## [ACTIVITY]
If a line of the data below contains the string "CommandData", count it, then state the total alone.

SUPPLIED MATERIAL below:

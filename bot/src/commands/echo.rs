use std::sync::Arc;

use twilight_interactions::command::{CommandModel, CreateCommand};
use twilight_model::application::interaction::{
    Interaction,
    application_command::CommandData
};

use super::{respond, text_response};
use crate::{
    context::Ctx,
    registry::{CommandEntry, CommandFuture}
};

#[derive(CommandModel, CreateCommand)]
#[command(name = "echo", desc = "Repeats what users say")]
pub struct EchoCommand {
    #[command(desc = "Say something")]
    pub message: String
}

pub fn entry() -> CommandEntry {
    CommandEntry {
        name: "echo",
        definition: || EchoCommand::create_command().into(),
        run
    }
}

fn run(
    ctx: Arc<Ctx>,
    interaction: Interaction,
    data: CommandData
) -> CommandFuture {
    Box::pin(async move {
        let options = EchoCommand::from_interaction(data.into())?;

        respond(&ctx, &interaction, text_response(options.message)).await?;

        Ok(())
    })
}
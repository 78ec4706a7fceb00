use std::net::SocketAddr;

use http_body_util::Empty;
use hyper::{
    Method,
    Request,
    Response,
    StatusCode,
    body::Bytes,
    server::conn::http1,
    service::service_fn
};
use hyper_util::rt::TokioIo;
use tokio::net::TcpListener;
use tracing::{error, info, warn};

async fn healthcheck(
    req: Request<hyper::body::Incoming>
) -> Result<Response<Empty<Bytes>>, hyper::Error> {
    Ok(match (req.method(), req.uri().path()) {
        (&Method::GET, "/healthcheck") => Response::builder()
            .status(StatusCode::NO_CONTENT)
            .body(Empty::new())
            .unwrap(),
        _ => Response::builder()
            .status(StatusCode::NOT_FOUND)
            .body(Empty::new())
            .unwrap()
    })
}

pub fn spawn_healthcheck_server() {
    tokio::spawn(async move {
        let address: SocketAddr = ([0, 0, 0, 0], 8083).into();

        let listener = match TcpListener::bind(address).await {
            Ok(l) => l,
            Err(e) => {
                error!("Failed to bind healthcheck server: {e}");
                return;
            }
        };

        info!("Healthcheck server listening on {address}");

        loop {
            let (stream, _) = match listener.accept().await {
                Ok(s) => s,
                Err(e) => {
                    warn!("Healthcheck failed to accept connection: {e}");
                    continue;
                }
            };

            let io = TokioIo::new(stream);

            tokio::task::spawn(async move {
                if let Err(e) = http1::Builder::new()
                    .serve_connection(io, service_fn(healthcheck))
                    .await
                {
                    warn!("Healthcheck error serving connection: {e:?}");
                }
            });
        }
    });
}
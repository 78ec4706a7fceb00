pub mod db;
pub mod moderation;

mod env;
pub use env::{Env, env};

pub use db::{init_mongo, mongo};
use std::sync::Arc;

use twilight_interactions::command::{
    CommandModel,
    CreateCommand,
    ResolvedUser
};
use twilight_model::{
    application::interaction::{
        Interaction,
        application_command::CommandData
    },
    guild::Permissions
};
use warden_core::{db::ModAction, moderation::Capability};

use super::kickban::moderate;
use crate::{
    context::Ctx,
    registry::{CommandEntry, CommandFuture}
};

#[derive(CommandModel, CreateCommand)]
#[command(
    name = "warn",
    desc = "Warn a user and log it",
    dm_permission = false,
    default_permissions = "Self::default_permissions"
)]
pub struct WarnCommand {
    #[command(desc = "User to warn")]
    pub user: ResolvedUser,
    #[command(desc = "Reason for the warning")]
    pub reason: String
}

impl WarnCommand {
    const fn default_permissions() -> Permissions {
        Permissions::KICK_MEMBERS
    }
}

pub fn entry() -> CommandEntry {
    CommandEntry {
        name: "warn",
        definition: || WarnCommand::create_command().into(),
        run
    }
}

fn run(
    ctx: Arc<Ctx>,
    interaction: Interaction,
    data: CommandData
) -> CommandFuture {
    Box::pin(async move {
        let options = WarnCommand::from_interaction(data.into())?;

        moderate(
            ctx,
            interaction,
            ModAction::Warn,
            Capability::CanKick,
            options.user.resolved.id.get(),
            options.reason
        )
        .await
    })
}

End of SUPPLIED MATERIAL.

## [RESPONSE TO THIS EXERCISE]
4